Koldo Campos Sagaseta.-- Cuando allá por los años sesenta la Teología de la Liberación fue abriéndose espacio en el llamado tercer mundo, tuvo el Vaticano la ocasión de redimir sus pecados, la oportunidad de retomar sus cristianos orígenes, y la posibilidad, en consecuencia, de extender el evangelio y multiplicar su nómina de fieles. Pero ni el Vaticano quiso expiar sus culpas, ni se interesó en variar su curso, ni le preocuparon las secuelas de su torpeza.
Esa Iglesia que, como escribiera Pedro Casaldáliga en su prefacio al libro “Eclesiología” de Fernando Bernabé López (Nano) “creyendo, confesando y cantando el encuentro vivo con el Dios Amor y el programa revolucionario de su Hijo” se ganaba el respeto de las comunidades en la que se integraba compartiendo el pan y el vino, también el hambre y la sed, se acabó convirtiendo en el peor enemigo de Roma.

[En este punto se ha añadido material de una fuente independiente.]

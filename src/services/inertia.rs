//! Drag tracking and fling (inertial) scrolling
//!
//! Pointer samples are turned into signed single-axis scroll deltas. On
//! release the last measured velocity keeps scrolling, decaying by
//! `friction` per 16 ms so the feel is independent of the frame rate.

use crate::services::scheduler::{FrameHandle, FrameQueue};
use crate::types::{Axis, Point};

/// Below this speed (px/ms) motion stops
pub const STOP_VELOCITY: f64 = 0.01;

/// Friction is expressed per reference frame of this length
pub const REFERENCE_FRAME_MS: f64 = 16.0;

pub const DEFAULT_FRICTION: f64 = 0.92;

/// Gesture lifecycle
#[derive(Debug, Clone, Copy, PartialEq)]
pub enum GestureState {
    Idle,
    Tracking {
        start: Point,
        last: Point,
        last_time: f64,
        /// px/ms on both axes
        velocity: Point,
    },
    Inertial {
        velocity: f64,
        last_frame: f64,
        handle: FrameHandle,
    },
}

#[derive(Debug)]
pub struct InertiaScrollEngine {
    axis: Axis,
    friction: f64,
    state: GestureState,
}

impl InertiaScrollEngine {
    pub fn new(axis: Axis, friction: f64) -> Self {
        let friction = if friction > 0.0 && friction < 1.0 {
            friction
        } else {
            DEFAULT_FRICTION
        };
        Self {
            axis,
            friction,
            state: GestureState::Idle,
        }
    }

    pub fn axis(&self) -> Axis {
        self.axis
    }

    pub fn friction(&self) -> f64 {
        self.friction
    }

    pub fn state(&self) -> &GestureState {
        &self.state
    }

    pub fn is_idle(&self) -> bool {
        matches!(self.state, GestureState::Idle)
    }

    pub fn is_tracking(&self) -> bool {
        matches!(self.state, GestureState::Tracking { .. })
    }

    pub fn is_inertial(&self) -> bool {
        matches!(self.state, GestureState::Inertial { .. })
    }

    /// Begin tracking at `position`, stopping any running fling
    pub fn start<T: Copy + PartialEq>(
        &mut self,
        position: Point,
        now: f64,
        frames: &mut FrameQueue<T>,
    ) {
        self.cancel(frames);
        self.state = GestureState::Tracking {
            start: position,
            last: position,
            last_time: now,
            velocity: Point::default(),
        };
    }

    /// Record a pointer sample; returns the positional delta along the axis
    pub fn move_to(&mut self, position: Point, now: f64) -> Option<f64> {
        let GestureState::Tracking {
            last,
            last_time,
            velocity,
            ..
        } = &mut self.state
        else {
            return None;
        };

        let elapsed = now - *last_time;
        if elapsed > 0.0 {
            *velocity = Point::new(
                (position.x - last.x) / elapsed,
                (position.y - last.y) / elapsed,
            );
        }
        let delta = position.along(self.axis) - last.along(self.axis);
        *last = position;
        *last_time = now;
        Some(delta)
    }

    /// Release the pointer. Starts a fling scheduled as `task` when the
    /// release velocity is large enough; returns whether it did.
    pub fn end<T: Copy + PartialEq>(
        &mut self,
        now: f64,
        frames: &mut FrameQueue<T>,
        task: T,
    ) -> bool {
        let GestureState::Tracking { velocity, .. } = self.state else {
            return false;
        };
        let velocity = velocity.along(self.axis);
        if velocity.abs() < STOP_VELOCITY {
            self.state = GestureState::Idle;
            return false;
        }
        let handle = frames.schedule_once(task);
        tracing::trace!(velocity, "fling started");
        self.state = GestureState::Inertial {
            velocity,
            last_frame: now,
            handle,
        };
        true
    }

    /// Advance the fling for the frame task `handle`. Stale handles
    /// (cancelled or superseded) are ignored.
    pub fn tick<T: Copy + PartialEq>(
        &mut self,
        handle: FrameHandle,
        now: f64,
        frames: &mut FrameQueue<T>,
        task: T,
    ) -> Option<f64> {
        let GestureState::Inertial {
            velocity,
            last_frame,
            handle: current,
        } = self.state
        else {
            return None;
        };
        if current != handle {
            return None;
        }

        let elapsed = (now - last_frame).max(0.0);
        let velocity = velocity * self.friction.powf(elapsed / REFERENCE_FRAME_MS);
        let delta = velocity * elapsed;

        if velocity.abs() < STOP_VELOCITY {
            tracing::trace!("fling settled");
            self.state = GestureState::Idle;
        } else {
            self.state = GestureState::Inertial {
                velocity,
                last_frame: now,
                handle: frames.schedule_once(task),
            };
        }
        Some(delta)
    }

    /// Stop a running fling; its pending frame task is cancelled
    pub fn cancel<T: Copy + PartialEq>(&mut self, frames: &mut FrameQueue<T>) {
        if let GestureState::Inertial { handle, .. } = self.state {
            frames.cancel(handle);
            tracing::trace!("fling cancelled");
            self.state = GestureState::Idle;
        }
    }

    /// Tear down: cancel any fling and forget an active drag
    pub fn destroy<T: Copy + PartialEq>(&mut self, frames: &mut FrameQueue<T>) {
        self.cancel(frames);
        self.state = GestureState::Idle;
    }
}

Como bien describía el propio Nano en una de sus certeras humoradas, “la Iglesia es una: santa, católica, apostólica… y uniforme”. No se admiten ni toleran disidencias. Por si no fueran suficientes las dificultades que la Teología de la Liberación debía enfrentar, una amenazaba su eclosión. Y no era la violencia de regímenes militares, la persecución de Estados corruptos o la ambición de burguesías temerosas de un poder popular aún más consciente, sino Roma.
El éxito que jamás tuvieron, por sanguinarios que fueran sus métodos, los gobiernos que han hecho del infierno algo más que un futuro destino, lo tuvo el Vaticano censurando opiniones, desautorizando actos, trasladando ejemplos, castigando conductas, clausurando encuentros…
Frente a la curia romana, la teología de la liberación no encontró más defensa que la obediencia debida. La misma que llevó a Ernesto Cardenal, de rodillas frente a Pablo VI en la Plaza de la Revolución de Managua, a inclinar la cabeza, besar el anillo papal y escuchar en silencio los exabruptos que, por ejemplo, no tuvo Su Santidad, días antes, para Duvalier en Haití o para Pinochet en Chile.
El espacio que hubiera ocupado la Iglesia pasó a ser pasto de otras denominaciones religiosas y sectas de todo tipo financiadas, en muchos casos, por transnacionales y Estados delincuentes.
Claro que, ni la historia ha terminado ni la Teología de la Liberación ha desaparecido. Es más, no tengo la menor duda de que, si alguna vez, y que cada quien ponga la fecha que más le cuadre, sigue habiendo sobre la faz de la tierra una iglesia, ésta será plural, de todos y de todas; practicará la solidaridad, no la especulación; estimulará el conocimiento, no el analfabetismo; fomentará la crítica, no el adocenamiento; defenderá la justicia, no la razón de Estado; ejercerá el Amor, no el odio… Y hasta podría ser en Roma, aunque sólo sea para que, como dicen algunos, Dios tenga la oportunidad de visitar, por fin, el Vaticano.
Y lo digo yo que no creo en la otra vida, pero que si algún día me desdigo y termino aceptando la certeza de una eternidad para la que hoy no me basta la fe, será porque piense que vidas tan generosamente entregadas a las mejores causas de los seres humanos, como la del padre jesuita y dominicano Regino Martínez, no tendrían sentido sin esa prolongación de la existencia donde se vean cumplidos los mejores sueños y anhelos de todos, porque algo así debe ser la otra vida.
Y lo digo yo que no creo en la Iglesia, pero que si algún día me arrepiento de tanta agnóstica ignorancia y acabo agradeciendo esa divina referencia en la que todos los seres humanos seamos por fin iguales, será porque termine apreciando, finalmente, que ejemplos como el que brinda Pedro Casaldáliga supieron transformar el más empobrecido y miserable infierno de este mundo en la más hermosa y humana fiesta de la solidaridad, porque algo así debe ser la Iglesia.
Y lo digo yo que no creo en Dios, pero que si algún día reconduzco la incredulidad que hoy manifiesto y termino convirtiéndome en otra oveja más de su rebaño, será porque me confirmen su existencia conductas tan honestas y desprendidas como las de Helder Cámara, Leonardo Boff, Patxi Larrainzar, Jesús Lezaun, Arantxa Aguirre, Aparecida de Sousa, Ellacuría, Arnulfo Romero, García Laviana, María Marciano, Ernesto Cardenal y tantas y tantos sanadores de almas que han predicado el amor allá donde más se hace preciso su arraigo, y la justicia donde más urge su gobierno, porque algo así debe ser Dios.